- [PROBLEM TO SOLVE]: In the listing below, find the line holding "exactly from the" and the line holding "#[derive(Debug, Clone, PartialEq)]". Write out those two lines and all lines between, exactly, and nothing more.

- [DATA]:
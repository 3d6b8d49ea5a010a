//! Dense bivariate polynomials for closed-form integration.
//!
//! The shape functions of the bilinear square are polynomials in (x, y), so
//! are their derivatives and every entry of Bᵗ C B. Carrying them as
//! polynomials lets the stiffness integral be evaluated exactly from the
//! antiderivatives of monomials instead of by sampling.
//!
//! Coefficients are stored in a dense grid where entry `(i, j)` multiplies
//! `x^i y^j`.
//!
//! ```
//! use quadk_core::polynomial::Polynomial;
//!
//! // (1 + x)(1 + y) = 1 + x + y + xy
//! let p = (Polynomial::constant(1.0) + Polynomial::x()) * (Polynomial::constant(1.0) + Polynomial::y());
//! assert_eq!(p.coefficient(1, 1), 1.0);
//! assert_eq!(p.evaluate(1.0, 1.0), 4.0);
//! // ∫∫ over [-1, 1]² = 4
//! assert_eq!(p.integrate_square(1.0), 4.0);
//! ```

use nalgebra::DMatrix;
use std::ops::{Add, Mul, Neg, Sub};

/// Polynomial in two variables with real coefficients.
#[derive(Debug, Clone, PartialEq)]
pub struct Polynomial {
    coeffs: DMatrix<f64>,
}

impl Polynomial {
    /// The zero polynomial.
    pub fn zero() -> Self {
        Self::constant(0.0)
    }

    /// A constant polynomial.
    pub fn constant(value: f64) -> Self {
        Self {
            coeffs: DMatrix::from_element(1, 1, value),
        }
    }

    /// The monomial `x`.
    pub fn x() -> Self {
        let mut coeffs = DMatrix::zeros(2, 1);
        coeffs[(1, 0)] = 1.0;
        Self { coeffs }
    }

    /// The monomial `y`.
    pub fn y() -> Self {
        let mut coeffs = DMatrix::zeros(1, 2);
        coeffs[(0, 1)] = 1.0;
        Self { coeffs }
    }

    /// Build from a coefficient grid, `(i, j)` multiplying `x^i y^j`.
    ///
    /// An empty grid is the zero polynomial.
    pub fn from_coefficients(coeffs: DMatrix<f64>) -> Self {
        if coeffs.is_empty() {
            return Self::zero();
        }
        Self { coeffs }
    }

    /// Coefficient of `x^i y^j` (zero outside the stored grid).
    pub fn coefficient(&self, i: usize, j: usize) -> f64 {
        if i < self.coeffs.nrows() && j < self.coeffs.ncols() {
            self.coeffs[(i, j)]
        } else {
            0.0
        }
    }

    /// Highest power of `x` with a non-zero coefficient.
    pub fn degree_x(&self) -> usize {
        (0..self.coeffs.nrows())
            .rev()
            .find(|&i| self.coeffs.row(i).iter().any(|&c| c != 0.0))
            .unwrap_or(0)
    }

    /// Highest power of `y` with a non-zero coefficient.
    pub fn degree_y(&self) -> usize {
        (0..self.coeffs.ncols())
            .rev()
            .find(|&j| self.coeffs.column(j).iter().any(|&c| c != 0.0))
            .unwrap_or(0)
    }

    /// True if every coefficient is exactly zero.
    pub fn is_zero(&self) -> bool {
        self.coeffs.iter().all(|&c| c == 0.0)
    }

    /// Multiply every coefficient by `factor`.
    pub fn scale(&self, factor: f64) -> Self {
        Self {
            coeffs: &self.coeffs * factor,
        }
    }

    /// Partial derivative with respect to `x`.
    pub fn derivative_x(&self) -> Self {
        let (rows, cols) = self.coeffs.shape();
        if rows == 1 {
            return Self::zero();
        }
        let coeffs = DMatrix::from_fn(rows - 1, cols, |i, j| (i + 1) as f64 * self.coeffs[(i + 1, j)]);
        Self { coeffs }
    }

    /// Partial derivative with respect to `y`.
    pub fn derivative_y(&self) -> Self {
        let (rows, cols) = self.coeffs.shape();
        if cols == 1 {
            return Self::zero();
        }
        let coeffs = DMatrix::from_fn(rows, cols - 1, |i, j| (j + 1) as f64 * self.coeffs[(i, j + 1)]);
        Self { coeffs }
    }

    /// Evaluate at `(x, y)`.
    pub fn evaluate(&self, x: f64, y: f64) -> f64 {
        // Horner in x over rows, each row Horner in y
        (0..self.coeffs.nrows()).rev().fold(0.0, |acc, i| {
            let row = (0..self.coeffs.ncols())
                .rev()
                .fold(0.0, |r, j| r * y + self.coeffs[(i, j)]);
            acc * x + row
        })
    }

    /// Exact integral over the rectangle `[x0, x1] × [y0, y1]`.
    pub fn integrate_rectangle(&self, (x0, x1): (f64, f64), (y0, y1): (f64, f64)) -> f64 {
        let mut total = 0.0;
        for i in 0..self.coeffs.nrows() {
            let ix = monomial_integral(i, x0, x1);
            for j in 0..self.coeffs.ncols() {
                let c = self.coeffs[(i, j)];
                if c != 0.0 {
                    total += c * ix * monomial_integral(j, y0, y1);
                }
            }
        }
        total
    }

    /// Exact integral over the square `[-h, h] × [-h, h]`.
    pub fn integrate_square(&self, half_width: f64) -> f64 {
        self.integrate_rectangle((-half_width, half_width), (-half_width, half_width))
    }
}

/// ∫ t^k dt over [a, b].
fn monomial_integral(k: usize, a: f64, b: f64) -> f64 {
    let p = (k + 1) as i32;
    (b.powi(p) - a.powi(p)) / p as f64
}

impl Add<&Polynomial> for &Polynomial {
    type Output = Polynomial;

    fn add(self, rhs: &Polynomial) -> Polynomial {
        let rows = self.coeffs.nrows().max(rhs.coeffs.nrows());
        let cols = self.coeffs.ncols().max(rhs.coeffs.ncols());
        let coeffs = DMatrix::from_fn(rows, cols, |i, j| self.coefficient(i, j) + rhs.coefficient(i, j));
        Polynomial { coeffs }
    }
}

impl Sub<&Polynomial> for &Polynomial {
    type Output = Polynomial;

    fn sub(self, rhs: &Polynomial) -> Polynomial {
        self + &(-rhs)
    }
}

impl Neg for &Polynomial {
    type Output = Polynomial;

    fn neg(self) -> Polynomial {
        self.scale(-1.0)
    }
}

impl Mul<&Polynomial> for &Polynomial {
    type Output = Polynomial;

    fn mul(self, rhs: &Polynomial) -> Polynomial {
        let (ra, ca) = self.coeffs.shape();
        let (rb, cb) = rhs.coeffs.shape();
        let mut coeffs = DMatrix::zeros(ra + rb - 1, ca + cb - 1);
        for i in 0..ra {
            for j in 0..ca {
                let a = self.coeffs[(i, j)];
                if a == 0.0 {
                    continue;
                }
                for k in 0..rb {
                    for l in 0..cb {
                        coeffs[(i + k, j + l)] += a * rhs.coeffs[(k, l)];
                    }
                }
            }
        }
        Polynomial { coeffs }
    }
}

impl Mul<f64> for &Polynomial {
    type Output = Polynomial;

    fn mul(self, rhs: f64) -> Polynomial {
        self.scale(rhs)
    }
}

impl Add for Polynomial {
    type Output = Polynomial;

    fn add(self, rhs: Polynomial) -> Polynomial {
        &self + &rhs
    }
}

impl Sub for Polynomial {
    type Output = Polynomial;

    fn sub(self, rhs: Polynomial) -> Polynomial {
        &self - &rhs
    }
}

impl Mul for Polynomial {
    type Output = Polynomial;

    fn mul(self, rhs: Polynomial) -> Polynomial {
        &self * &rhs
    }
}

impl Mul<f64> for Polynomial {
    type Output = Polynomial;

    fn mul(self, rhs: f64) -> Polynomial {
        self.scale(rhs)
    }
}
//! Serialized delivery of handler callbacks.
//!
//! [`AsyncDispatcher`] feeds a single worker task through an mpsc channel,
//! so handler invocations are totally ordered and never concurrent. An
//! optional permit count bounds how many event tasks may be queued or
//! running at once; when permits run out the *stream worker* blocks in
//! `submit`, which is exactly the backpressure we want.

use std::future::Future;
use std::panic::AssertUnwindSafe;
use std::sync::Arc;

use bytes_utils::Str;
use futures_util::FutureExt;
use parking_lot::Mutex;
use tokio::sync::mpsc::{UnboundedReceiver, UnboundedSender, unbounded_channel};
use tokio::sync::{Semaphore, oneshot};
use tokio::task::JoinHandle;
use tracing::{Instrument, error, info_span};

use crate::error::ClientError;
use crate::handler::EventHandler;
use crate::parse::event::MessageEvent;

enum HandlerCall {
    Open,
    Closed,
    Message(MessageEvent<'static>),
    Comment(Str),
    Error(Arc<ClientError>),
    /// Barrier: acknowledged once everything queued before it has run.
    Flush(oneshot::Sender<()>),
    /// Sentinel: drain what came before, then stop the worker.
    Shutdown,
}

struct QueuedCall {
    call: HandlerCall,
    /// Held while the call is queued or running; dropping it readmits the
    /// next event task.
    _permit: Option<tokio::sync::OwnedSemaphorePermit>,
}

pub(crate) struct AsyncDispatcher {
    tx: UnboundedSender<QueuedCall>,
    rx: Mutex<Option<UnboundedReceiver<QueuedCall>>>,
    permits: Option<Arc<Semaphore>>,
    handler: Arc<dyn EventHandler>,
    worker: Mutex<Option<JoinHandle<()>>>,
}

impl AsyncDispatcher {
    pub(crate) fn new(handler: Arc<dyn EventHandler>, max_event_tasks_in_flight: usize) -> Self {
        let (tx, rx) = unbounded_channel();
        let permits = if max_event_tasks_in_flight > 0 {
            Some(Arc::new(Semaphore::new(max_event_tasks_in_flight)))
        } else {
            None
        };
        Self {
            tx,
            rx: Mutex::new(Some(rx)),
            permits,
            handler,
            worker: Mutex::new(None),
        }
    }

    /// The handler itself, for streaming-mode calls made inline on the
    /// stream worker.
    pub(crate) fn handler(&self) -> Arc<dyn EventHandler> {
        Arc::clone(&self.handler)
    }

    /// Starts the dispatch worker. Does nothing on repeat calls.
    pub(crate) fn spawn_worker(&self) {
        let Some(rx) = self.rx.lock().take() else {
            return;
        };
        let handler = Arc::clone(&self.handler);
        let worker = tokio::spawn(run_worker(handler, rx).instrument(info_span!("sse-dispatch")));
        *self.worker.lock() = Some(worker);
    }

    /// Waits until the worker has terminated or the deadline passes. The
    /// handle is kept on timeout so a later wait can try again.
    pub(crate) async fn join_worker(&self, deadline: tokio::time::Instant) -> bool {
        let handle = self.worker.lock().take();
        let Some(mut handle) = handle else {
            return true;
        };
        match tokio::time::timeout_at(deadline, &mut handle).await {
            Ok(_) => true,
            Err(_) => {
                *self.worker.lock() = Some(handle);
                false
            }
        }
    }

    pub(crate) async fn submit_message(&self, event: MessageEvent<'static>) {
        self.submit_event_task(HandlerCall::Message(event)).await;
    }

    pub(crate) async fn submit_comment(&self, comment: Str) {
        self.submit_event_task(HandlerCall::Comment(comment)).await;
    }

    /// Event tasks respect the in-flight bound; this acquisition is the
    /// stream worker's suspension point under backpressure.
    async fn submit_event_task(&self, call: HandlerCall) {
        let permit = match &self.permits {
            Some(semaphore) => Arc::clone(semaphore).acquire_owned().await.ok(),
            None => None,
        };
        let _ = self.tx.send(QueuedCall {
            call,
            _permit: permit,
        });
    }

    // Lifecycle notifications bypass the event-task bound so that
    // `close()` and `restart()` stay non-blocking.

    pub(crate) fn submit_open(&self) {
        let _ = self.tx.send(QueuedCall {
            call: HandlerCall::Open,
            _permit: None,
        });
    }

    pub(crate) fn submit_closed(&self) {
        let _ = self.tx.send(QueuedCall {
            call: HandlerCall::Closed,
            _permit: None,
        });
    }

    pub(crate) fn submit_error(&self, error: Arc<ClientError>) {
        let _ = self.tx.send(QueuedCall {
            call: HandlerCall::Error(error),
            _permit: None,
        });
    }

    /// Waits until every callback queued so far has finished.
    pub(crate) async fn flush(&self) {
        let (ack_tx, ack_rx) = oneshot::channel();
        let queued = self.tx.send(QueuedCall {
            call: HandlerCall::Flush(ack_tx),
            _permit: None,
        });
        if queued.is_ok() {
            let _ = ack_rx.await;
        }
    }

    /// Asks the worker to drain the queue and stop. Idempotent.
    pub(crate) fn shutdown(&self) {
        let _ = self.tx.send(QueuedCall {
            call: HandlerCall::Shutdown,
            _permit: None,
        });
    }
}

async fn run_worker(handler: Arc<dyn EventHandler>, mut rx: UnboundedReceiver<QueuedCall>) {
    while let Some(queued) = rx.recv().await {
        match queued.call {
            HandlerCall::Open => guard(handler.on_open()).await,
            HandlerCall::Closed => guard(handler.on_closed()).await,
            HandlerCall::Message(event) => guard(handler.on_message(event)).await,
            HandlerCall::Comment(comment) => guard(handler.on_comment(comment)).await,
            HandlerCall::Error(error) => guard(handler.on_error(&error)).await,
            HandlerCall::Flush(ack) => {
                let _ = ack.send(());
            }
            HandlerCall::Shutdown => break,
        }
    }
}

/// Handler failures must not disturb dispatch ordering or reach the stream
/// worker; log and move on.
async fn guard<F: Future<Output = ()>>(call: F) {
    if AssertUnwindSafe(call).catch_unwind().await.is_err() {
        error!("event handler panicked; continuing");
    }
}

- [TASK RESPONSE]:
//! polynomials lets the stiffness integral be evaluated exactly from the
//! antiderivatives of monomials instead of by sampling.
//!
//! Coefficients are stored in a dense grid where entry `(i, j)` multiplies
//! `x^i y^j`.
//!
//! ```
//! use quadk_core::polynomial::Polynomial;
//!
//! // (1 + x)(1 + y) = 1 + x + y + xy
//! let p = (Polynomial::constant(1.0) + Polynomial::x()) * (Polynomial::constant(1.0) + Polynomial::y());
//! assert_eq!(p.coefficient(1, 1), 1.0);
//! assert_eq!(p.evaluate(1.0, 1.0), 4.0);
//! // ∫∫ over [-1, 1]² = 4
//! assert_eq!(p.integrate_square(1.0), 4.0);
//! ```

use nalgebra::DMatrix;
use std::ops::{Add, Mul, Neg, Sub};

/// Polynomial in two variables with real coefficients.
#[derive(Debug, Clone, PartialEq)]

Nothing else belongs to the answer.